◆ Try it:
All of the data that follows should be written out exactly.

◆ Task data:

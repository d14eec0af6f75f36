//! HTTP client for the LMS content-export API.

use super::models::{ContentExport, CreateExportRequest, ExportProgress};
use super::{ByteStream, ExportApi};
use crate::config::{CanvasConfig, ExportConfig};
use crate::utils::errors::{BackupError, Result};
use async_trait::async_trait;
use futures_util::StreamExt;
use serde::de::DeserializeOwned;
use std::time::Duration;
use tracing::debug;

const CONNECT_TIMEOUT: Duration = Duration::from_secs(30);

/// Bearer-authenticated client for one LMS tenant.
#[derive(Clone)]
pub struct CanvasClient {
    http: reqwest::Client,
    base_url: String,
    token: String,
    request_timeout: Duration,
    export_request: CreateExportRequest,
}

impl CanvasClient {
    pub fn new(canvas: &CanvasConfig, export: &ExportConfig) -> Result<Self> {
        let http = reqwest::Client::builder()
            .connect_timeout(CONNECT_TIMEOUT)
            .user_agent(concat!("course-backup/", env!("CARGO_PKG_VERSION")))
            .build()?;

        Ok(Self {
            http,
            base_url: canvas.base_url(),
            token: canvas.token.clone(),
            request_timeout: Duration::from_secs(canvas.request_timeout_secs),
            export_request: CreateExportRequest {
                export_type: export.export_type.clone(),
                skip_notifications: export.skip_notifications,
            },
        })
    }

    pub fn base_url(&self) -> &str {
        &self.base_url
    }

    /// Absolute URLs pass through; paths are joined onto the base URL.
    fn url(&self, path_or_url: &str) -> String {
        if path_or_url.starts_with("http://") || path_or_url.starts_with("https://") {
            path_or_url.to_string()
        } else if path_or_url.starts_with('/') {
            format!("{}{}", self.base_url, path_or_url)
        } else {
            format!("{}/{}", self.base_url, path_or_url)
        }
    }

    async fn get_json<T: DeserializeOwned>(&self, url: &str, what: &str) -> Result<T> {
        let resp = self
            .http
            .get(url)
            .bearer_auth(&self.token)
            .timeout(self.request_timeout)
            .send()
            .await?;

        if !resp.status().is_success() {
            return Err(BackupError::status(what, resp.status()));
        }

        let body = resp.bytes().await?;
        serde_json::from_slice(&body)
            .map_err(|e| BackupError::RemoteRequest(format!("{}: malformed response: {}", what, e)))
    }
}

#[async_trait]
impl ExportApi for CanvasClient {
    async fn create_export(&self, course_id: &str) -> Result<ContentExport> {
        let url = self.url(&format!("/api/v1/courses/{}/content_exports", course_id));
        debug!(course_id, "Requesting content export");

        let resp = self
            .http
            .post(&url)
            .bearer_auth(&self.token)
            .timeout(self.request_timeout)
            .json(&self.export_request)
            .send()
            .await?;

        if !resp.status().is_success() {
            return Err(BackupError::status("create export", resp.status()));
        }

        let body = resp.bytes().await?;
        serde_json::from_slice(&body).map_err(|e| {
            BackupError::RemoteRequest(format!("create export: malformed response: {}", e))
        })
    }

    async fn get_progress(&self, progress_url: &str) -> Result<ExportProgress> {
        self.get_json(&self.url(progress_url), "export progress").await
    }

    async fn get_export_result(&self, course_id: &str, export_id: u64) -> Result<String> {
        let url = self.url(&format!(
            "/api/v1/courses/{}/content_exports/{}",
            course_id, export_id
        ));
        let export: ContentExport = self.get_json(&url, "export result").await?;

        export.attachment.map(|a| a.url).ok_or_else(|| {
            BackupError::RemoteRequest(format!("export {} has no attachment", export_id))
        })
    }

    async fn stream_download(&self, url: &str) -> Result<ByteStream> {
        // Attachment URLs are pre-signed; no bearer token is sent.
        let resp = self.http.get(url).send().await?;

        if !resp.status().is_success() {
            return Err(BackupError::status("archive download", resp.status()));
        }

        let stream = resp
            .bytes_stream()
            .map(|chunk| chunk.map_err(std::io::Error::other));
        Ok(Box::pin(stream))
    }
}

◆ Answer for this exercise:
repository d14eec0af6f75f36
//! HTTP client for the LMS content-export API.

use super::models::{ContentExport, CreateExportRequest, ExportProgress};
use super::{ByteStream, ExportApi};
use crate::config::{CanvasConfig, ExportConfig};
use crate::utils::errors::{BackupError, Result};
use async_trait::async_trait;
use futures_util::StreamExt;
use serde::de::DeserializeOwned;
use std::time::Duration;
use tracing::debug;

const CONNECT_TIMEOUT: Duration = Duration::from_secs(30);

/// Bearer-authenticated client for one LMS tenant.
#[derive(Clone)]
pub struct CanvasClient {
    http: reqwest::Client,
    base_url: String,
    token: String,
    request_timeout: Duration,
    export_request: CreateExportRequest,
}

impl CanvasClient {
    pub fn new(canvas: &CanvasConfig, export: &ExportConfig) -> Result<Self> {
        let http = reqwest::Client::builder()
            .connect_timeout(CONNECT_TIMEOUT)
            .user_agent(concat!("course-backup/", env!("CARGO_PKG_VERSION")))
            .build()?;

        Ok(Self {
            http,
            base_url: canvas.base_url(),
            token: canvas.token.clone(),
            request_timeout: Duration::from_secs(canvas.request_timeout_secs),
            export_request: CreateExportRequest {
                export_type: export.export_type.clone(),
                skip_notifications: export.skip_notifications,
            },
        })
    }

    pub fn base_url(&self) -> &str {
        &self.base_url
    }

    /// Absolute URLs pass through; paths are joined onto the base URL.
    fn url(&self, path_or_url: &str) -> String {
        if path_or_url.starts_with("http://") || path_or_url.starts_with("https://") {
            path_or_url.to_string()
        } else if path_or_url.starts_with('/') {
            format!("{}{}", self.base_url, path_or_url)
        } else {
            format!("{}/{}", self.base_url, path_or_url)
        }
    }

    async fn get_json<T: DeserializeOwned>(&self, url: &str, what: &str) -> Result<T> {
        let resp = self
            .http
            .get(url)
            .bearer_auth(&self.token)
            .timeout(self.request_timeout)
            .send()
            .await?;

        if !resp.status().is_success() {
            return Err(BackupError::status(what, resp.status()));
        }

        let body = resp.bytes().await?;
        serde_json::from_slice(&body)
            .map_err(|e| BackupError::RemoteRequest(format!("{}: malformed response: {}", what, e)))
    }
}

#[async_trait]
impl ExportApi for CanvasClient {
    async fn create_export(&self, course_id: &str) -> Result<ContentExport> {
        let url = self.url(&format!("/api/v1/courses/{}/content_exports", course_id));
        debug!(course_id, "Requesting content export");

        let resp = self
            .http
            .post(&url)
            .bearer_auth(&self.token)
            .timeout(self.request_timeout)
            .json(&self.export_request)
            .send()
            .await?;

        if !resp.status().is_success() {
            return Err(BackupError::status("create export", resp.status()));
        }

        let body = resp.bytes().await?;
        serde_json::from_slice(&body).map_err(|e| {
            BackupError::RemoteRequest(format!("create export: malformed response: {}", e))
        })
    }

    async fn get_progress(&self, progress_url: &str) -> Result<ExportProgress> {
        self.get_json(&self.url(progress_url), "export progress").await
    }

    async fn get_export_result(&self, course_id: &str, export_id: u64) -> Result<String> {
        let url = self.url(&format!(
            "/api/v1/courses/{}/content_exports/{}",
            course_id, export_id
        ));
        let export: ContentExport = self.get_json(&url, "export result").await?;

        export.attachment.map(|a| a.url).ok_or_else(|| {
            BackupError::RemoteRequest(format!("export {} has no attachment", export_id))
        })
    }

    async fn stream_download(&self, url: &str) -> Result<ByteStream> {
        // Attachment URLs are pre-signed; no bearer token is sent.
        let resp = self.http.get(url).send().await?;

        if !resp.status().is_success() {
            return Err(BackupError::status("archive download", resp.status()));
        }

        let stream = resp
            .bytes_stream()
            .map(|chunk| chunk.map_err(std::io::Error::other));
        Ok(Box::pin(stream))
    }
}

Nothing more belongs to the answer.